Other potentially welcome news followed. Former Commissioner Steve Hinton announced he was aware of a potential RFP bidder who had both the inclination and the cash to pay for the preliminaries to taking up residence in the cottage, namely, to remove the asbestos and lead paint, and then to continue with a rehabilitation protocol. In addition, two other parties have expressed serious interest in bidding, even after they saw the condition of their possible future abode.
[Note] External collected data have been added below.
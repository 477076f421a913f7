pub mod config;
pub mod tags;
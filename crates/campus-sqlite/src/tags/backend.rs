//! [`TagBackend`] on SQLite

use super::associations::{AssociationTable, SqliteAssociations};
use super::store::{load_audit_entries, SqliteTagTransaction};
use crate::config::SqliteConfig;
use crate::connection::SqlitePool;
use crate::error::SqliteResult;
use async_trait::async_trait;
use campus_core::{
    AssociationStore, AuditEntry, ResourceId, TagBackend, TagContext, TagError, TagId,
    TagResult, TagTransaction,
};
use rusqlite::{params, Connection, TransactionBehavior};
use tracing::debug;

/// SQLite implementation of [`TagBackend`]
///
/// Each unit of work runs on a blocking thread inside `BEGIN IMMEDIATE`, so
/// the write lock is taken before the first read and competing writers (also
/// from other processes) queue up behind it for the busy timeout.
#[derive(Clone)]
pub struct SqliteTagBackend {
    pool: SqlitePool,
}

impl SqliteTagBackend {
    pub fn new(pool: SqlitePool) -> Self {
        Self { pool }
    }

    /// Open (and migrate) the database described by `config`
    pub fn open(config: SqliteConfig) -> SqliteResult<Self> {
        Ok(Self::new(SqlitePool::new(config)?))
    }

    /// Fresh in-memory database
    pub fn memory() -> SqliteResult<Self> {
        Ok(Self::new(SqlitePool::memory()?))
    }

    pub fn pool(&self) -> &SqlitePool {
        &self.pool
    }

    /// Register a lab, classroom or other space
    pub fn add_space(&self, id: i64, name: &str, space_type: i64) -> SqliteResult<()> {
        self.pool.with_connection(|conn| {
            conn.execute(
                "INSERT INTO spaces (id, name, space_type) VALUES (?1, ?2, ?3)",
                params![id, name, space_type],
            )?;
            Ok(())
        })
    }

    /// Link a resource outside any service operation
    pub fn attach(&self, context: &TagContext, resource_id: ResourceId, tag_id: TagId) -> TagResult<bool> {
        let table = association_table(context)?;
        self.pool
            .with_connection(|conn| Ok(SqliteAssociations::new(conn, table).attach(resource_id, tag_id)))
            .map_err(TagError::from)?
    }

    /// All `(resource, tag)` links of a context, ordered
    pub fn links(&self, context: &TagContext) -> SqliteResult<Vec<(ResourceId, TagId)>> {
        let Some(table) = AssociationTable::for_context(context) else {
            return Ok(Vec::new());
        };
        let sql = table.links_sql();

        self.pool.with_connection(|conn| {
            let mut stmt = conn.prepare(&sql)?;
            let links = stmt
                .query_map([], |row| {
                    Ok((ResourceId(row.get(0)?), TagId(row.get(1)?)))
                })?
                .collect::<rusqlite::Result<Vec<_>>>()?;
            Ok(links)
        })
    }

    /// The audit log, oldest first
    pub fn audit_entries(&self) -> SqliteResult<Vec<AuditEntry>> {
        self.pool.with_connection(load_audit_entries)
    }
}

fn association_table(context: &TagContext) -> TagResult<AssociationTable> {
    AssociationTable::for_context(context).ok_or_else(|| {
        TagError::invalid_argument(format!("context '{}' has no association table", context))
    })
}

/// Run `work` in an IMMEDIATE transaction; commit on `Ok`, roll back on `Err`
fn run_immediate<T, F>(conn: &mut Connection, work: F) -> SqliteResult<TagResult<T>>
where
    F: FnOnce(&mut dyn TagTransaction) -> TagResult<T>,
{
    let tx = conn.transaction_with_behavior(TransactionBehavior::Immediate)?;

    let outcome = work(&mut SqliteTagTransaction::new(&tx));

    match outcome {
        Ok(value) => {
            tx.commit()?;
            Ok(Ok(value))
        }
        Err(err) => {
            debug!(error = %err, "Rolling back tag transaction");
            tx.rollback()?;
            Ok(Err(err))
        }
    }
}

#[async_trait]
impl TagBackend for SqliteTagBackend {
    async fn transaction<T, F>(&self, work: F) -> TagResult<T>
    where
        T: Send + 'static,
        F: FnOnce(&mut dyn TagTransaction) -> TagResult<T> + Send + 'static,
    {
        let pool = self.pool.clone();

        tokio::task::spawn_blocking(move || {
            pool.with_connection_mut(|conn| run_immediate(conn, work))
        })
        .await
        .map_err(|e| TagError::transaction(e.to_string()))?
        .map_err(TagError::from)?
    }
}

#[cfg(test)]
mod tests {
    use super::*;
    use campus_core::TagDraft;

    #[tokio::test]
    async fn test_commit_on_ok() {
        let backend = SqliteTagBackend::memory().unwrap();

        let tag = backend
            .transaction(|tx| tx.tags().insert_tag(TagDraft::new(TagContext::POSTS, "News", "news")))
            .await
            .unwrap();

        let reloaded = backend
            .transaction(move |tx| tx.tags().tag(tag.id))
            .await
            .unwrap();
        assert_eq!(reloaded.map(|t| t.name), Some("News".to_string()));
    }

    #[tokio::test]
    async fn test_rollback_on_err() {
        let backend = SqliteTagBackend::memory().unwrap();

        let result: TagResult<()> = backend
            .transaction(|tx| {
                tx.tags()
                    .insert_tag(TagDraft::new(TagContext::POSTS, "News", "news"))?;
                Err(TagError::transaction("boom"))
            })
            .await;
        assert!(result.is_err());

        let found = backend
            .transaction(|tx| tx.tags().find_by_name(&TagContext::POSTS, "news"))
            .await
            .unwrap();
        assert!(found.is_none());
    }

    #[tokio::test]
    async fn test_attach_requires_association_table() {
        let backend = SqliteTagBackend::memory().unwrap();
        let tag = backend
            .transaction(|tx| tx.tags().insert_tag(TagDraft::new(TagContext::POSTS, "A", "a")))
            .await
            .unwrap();

        assert!(backend.attach(&TagContext::POSTS, ResourceId(1), tag.id).unwrap());
        assert_eq!(
            backend.links(&TagContext::POSTS).unwrap(),
            vec![(ResourceId(1), tag.id)]
        );
        assert!(matches!(
            backend.attach(&TagContext::ATTACHMENTS, ResourceId(1), tag.id),
            Err(TagError::InvalidArgument(_))
        ));
        assert!(backend.links(&TagContext::ATTACHMENTS).unwrap().is_empty());
    }
}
In view of such decidedly different approaches to solving the town's dilemma, Smith suggested that the RFP be revamped to a more open-ended version that would allow bidders to propose other creative solutions. That modus operandi appealed to the commission as a whole and was promptly adopted, along with a resolution to remove the commission's original Article from the May 3 Town Meeting Warrant. That Article had asked for "seed money" to make the structure minimally habitable for a lease holder.
The 76-year-old cottage and the barn were present on the 242-acre Greenough estate, off Maple Street, when the parcel was purchased in 1973.